IMAGE: Cargo terminal at the Port of Singapore. Getty Images
Changes on the day to 17.00 SGT (09.00 GMT) today:
- VLSFO prices up in Zhoushan ($7/mt), and down in Singapore ($5/mt) and Fujairah ($1/mt)
- LSMGO prices down in Zhoushan ($22/mt), Fujairah ($9/mt) and Singapore ($2/mt)
- HSFO prices up in Singapore ($10/mt), Zhoushan ($5/mt), and down in Fujairah ($1/mt)
- B30-VLSFO prices down in Singapore ($11/mt) and Fujairah ($10/mt)
Zhoushan’s VLSFO price has climbed by $7/mt over the past day, while prices in both Singapore and Fujairah have edged lower. As a result, Zhoushan’s VLSFO premiums now stand at $41/mt over Fujairah and $24/mt over Singapore, up from $33/mt and $12/mt, respectively.
In Singapore, VLSFO price has slipped by $5/mt, while the port’s HSFO price has risen by $10/mt since the previous session, narrowing the Hi5 spread by $15/mt to $60/mt. This remains narrower than the Hi5 spreads in Fujairah at $69/mt and Zhoushan at $61/mt.

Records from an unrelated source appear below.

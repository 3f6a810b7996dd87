//! Edge case and error handling tests for bundleit


use harness::{TestProject, run_bundleit};
use std::fs;
#[cfg(unix)]
use std::os::unix::fs::{PermissionsExt, symlink};

// ============================================================================
// Symlink Edge Cases
// ============================================================================

#[test]
#[cfg(unix)]
fn test_symlink_to_file_is_skipped() {
    let project = TestProject::new();
    project.add_file("target.rs", "fn target() {}");
    symlink(project.path().join("target.rs"), project.path().join("link.rs"))
        .expect("Failed to create symlink");

    let (stdout, _stderr, success) = run_bundleit(&project, &[]);
    assert!(success, "bundleit should succeed with symlink");
    assert!(stdout.contains("target.rs"));
    assert!(!stdout.contains("link.rs"), "{}", stdout);
}

#[test]
#[cfg(unix)]
fn test_symlink_to_parent_no_infinite_loop() {
    let project = TestProject::new();
    project.add_file("subdir/file.rs", "");
    symlink("..", project.path().join("subdir/parent")).expect("Failed to create parent symlink");

    let (stdout, _stderr, success) = run_bundleit(&project, &[]);
    assert!(success, "bundleit should not hang on parent symlink");
    assert!(stdout.contains("file.rs"));
    assert!(!stdout.contains("parent"), "{}", stdout);
}

#[test]
#[cfg(unix)]
fn test_broken_symlink() {
    let project = TestProject::new();
    project.add_file("real.rs", "");
    symlink("nonexistent.rs", project.path().join("broken.rs"))
        .expect("Failed to create broken symlink");

    let (stdout, _stderr, success) = run_bundleit(&project, &[]);
    assert!(success, "bundleit should handle broken symlinks");
    assert!(stdout.contains("real.rs"));
}

// ============================================================================
// Permission Edge Cases
// ============================================================================

#[test]
#[cfg(unix)]
fn test_unreadable_directory() {
    let project = TestProject::new();
    project.add_file("readable/file.rs", "");

    let unreadable = project.add_dir("unreadable");
    fs::write(unreadable.join("hidden.rs"), "").expect("Failed to write file");

    let mut perms = fs::metadata(&unreadable).unwrap().permissions();
    perms.set_mode(0o000);
    fs::set_permissions(&unreadable, perms).expect("Failed to set permissions");

    let (stdout, _stderr, success) = run_bundleit(&project, &[]);

    // Restore permissions for cleanup
    let mut perms = fs::metadata(&unreadable).unwrap().permissions();
    perms.set_mode(0o755);
    fs::set_permissions(&unreadable, perms).expect("Failed to restore permissions");

    assert!(success, "an unreadable subdirectory must not fail the walk");
    assert!(stdout.contains("unreadable"), "{}", stdout);
    assert!(stdout.contains("file.rs"), "{}", stdout);
}

#[test]
#[cfg(unix)]
fn test_unreadable_file_counts_as_zero_lines() {
    let project = TestProject::new();
    let file_path = project.add_file("locked.rs", "a\nb\nc");
    project.add_file("open.rs", "a\nb");

    let mut perms = fs::metadata(&file_path).unwrap().permissions();
    perms.set_mode(0o000);
    fs::set_permissions(&file_path, perms).expect("Failed to set permissions");

    let readable = fs::read_to_string(&file_path).is_ok();
    let (stdout, _stderr, success) =
        run_bundleit(&project, &["--lines", "-s", "locked.rs", "-s", "open.rs"]);

    let mut perms = fs::metadata(&file_path).unwrap().permissions();
    perms.set_mode(0o644);
    fs::set_permissions(&file_path, perms).expect("Failed to restore permissions");

    assert!(success);
    // Running as root ignores file modes
    let expected = if readable { 5 } else { 2 };
    assert!(
        stdout.contains(&format!("{} lines in 2 selected files", expected)),
        "{}",
        stdout
    );
}

// ============================================================================
// File Name Edge Cases
// ============================================================================

#[test]
fn test_filename_with_spaces() {
    let project = TestProject::new();
    project.add_file("my file.rs", "content");
    project.add_file("dir with spaces/nested.rs", "");

    let (stdout, _stderr, success) = run_bundleit(&project, &["-s", "my file.rs", "--bundle", "-o", "-"]);
    assert!(success);
    assert!(stdout.contains("File Path: my file.rs"), "{}", stdout);
}

#[test]
fn test_filename_with_unicode() {
    let project = TestProject::new();
    project.add_file("日本語.rs", "");
    project.add_file("émoji_🦀.rs", "");

    let (stdout, _stderr, success) = run_bundleit(&project, &[]);
    assert!(success);
    assert!(stdout.contains("日本語.rs"));
    assert!(stdout.contains("émoji_🦀.rs"));
}

#[test]
fn test_empty_directory() {
    let project = TestProject::new();
    project.add_dir("empty");

    let (stdout, _stderr, success) = run_bundleit(&project, &[]);
    assert!(success);
    assert!(stdout.contains("└── empty"));
    assert!(stdout.contains("1 directories, 0 files"), "{}", stdout);
}

// ============================================================================
// Gitignore Edge Cases
// ============================================================================

#[test]
fn test_malformed_gitignore() {
    let project = TestProject::new();
    project.add_file("normal.rs", "");
    project.add_file("server.log", "");
    project.add_file(
        ".gitignore",
        r#"
# Comment line
*.log

[invalid
**/
!negation
"#,
    );

    let (stdout, _stderr, success) = run_bundleit(&project, &[]);
    assert!(success, "bundleit should handle malformed gitignore");
    assert!(stdout.contains("normal.rs"));
    assert!(!stdout.contains("server.log"), "{}", stdout);
}

#[test]
fn test_double_star_gitignore() {
    let project = TestProject::new();
    project.add_file(".gitignore", "**/fixtures/*.json\n");
    project.add_file("fixtures/a.json", "");
    project.add_file("tests/fixtures/b.json", "");
    project.add_file("tests/fixtures/c.txt", "");

    let (stdout, _stderr, success) = run_bundleit(&project, &[]);
    assert!(success);
    assert!(!stdout.contains("a.json"), "{}", stdout);
    assert!(!stdout.contains("b.json"), "{}", stdout);
    assert!(stdout.contains("c.txt"), "{}", stdout);
}

// ============================================================================
// Scale
// ============================================================================

#[test]
fn test_performance_1000_files() {
    use std::time::Instant;

    let project = TestProject::new();
    for i in 0..1000 {
        let file = format!("dir_{:02}/file_{:04}.rs", i / 100, i);
        project.add_file(&file, "");
    }

    let start = Instant::now();
    let (stdout, _stderr, success) = run_bundleit(&project, &[]);
    let elapsed = start.elapsed();

    assert!(success, "bundleit should succeed with 1000 files");
    assert!(stdout.contains("10 directories, 1000 files"), "{}", stdout);
    assert!(
        elapsed.as_secs() < 10,
        "listing 1000 files took too long: {:?}",
        elapsed
    );
}

#[test]
fn test_deep_nesting_stops_at_max_depth() {
    let project = TestProject::new();
    project.add_file("l1/l2/l3/l4/l5/l6/l7/l8/l9/l10/bottom.rs", "");

    let (stdout, _stderr, success) = run_bundleit(&project, &[]);
    assert!(success);
    assert!(stdout.contains("l9"), "{}", stdout);
    assert!(!stdout.contains("l10"), "{}", stdout);
    assert!(!stdout.contains("bottom.rs"), "{}", stdout);
}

On the supply side, Singapore’s VLSFO availability has tightened further due to terminal loading delays for several suppliers, with recommended lead times of 12–14 days. HSFO supply continues to be constrained, typically requiring 9–12 days of advance notice, broadly in line with last week’s 8–12 days. LSMGO supply has also tightened significantly, with lead times increasing to 7–9 days from 2–5 days last week.
At Port Klang, both VLSFO and LSMGO remain generally well supplied, particularly for smaller prompt stems, while HSFO availability remains tight and more difficult to secure.
Brent
The front-month ICE Brent contract has declined by $0.85/bbl on the day, to trade at $65.27/bbl at 17.00 SGT (09.00 GMT) today.
Upward pressure:
Brent crude has felt some upward pressure as harsh winter weather in the US has disrupted production across major crude-producing regions.
US crude oil output has fallen by as much as 250,000 b/d due to severe weather conditions, Reuters reported.
“A winter storm in the US is likely to spur increased heating demand amid snow, ice and freezing temperatures,” ANZ Bank’s senior commodity strategist Daniel Hynes said.
Harsh weather conditions are also “raising concerns about disruptions to energy supply,” with US refineries struggling to operate in full force, according to Hynes.
Downward pressure:
Brent’s price has moved lower following news that the Chevron-led consortium operating Kazakhstan’s Tengiz oilfield has resumed production after last week’s fire.
The fire that damaged a power generation and distribution facility on 18 January forced a temporary shutdown of the oilfield.
The oilfield is operated by a consortium led by US-headquartered Chevron, which holds a 50% stake, alongside ExxonMobil with 25%, Kazakhstan’s state oil company KazMunayGaz with 20%, and Russia’s Lukoil with 5%.
The oilfield “accounts for most of Kazakhstan’s exports,” Hynes added.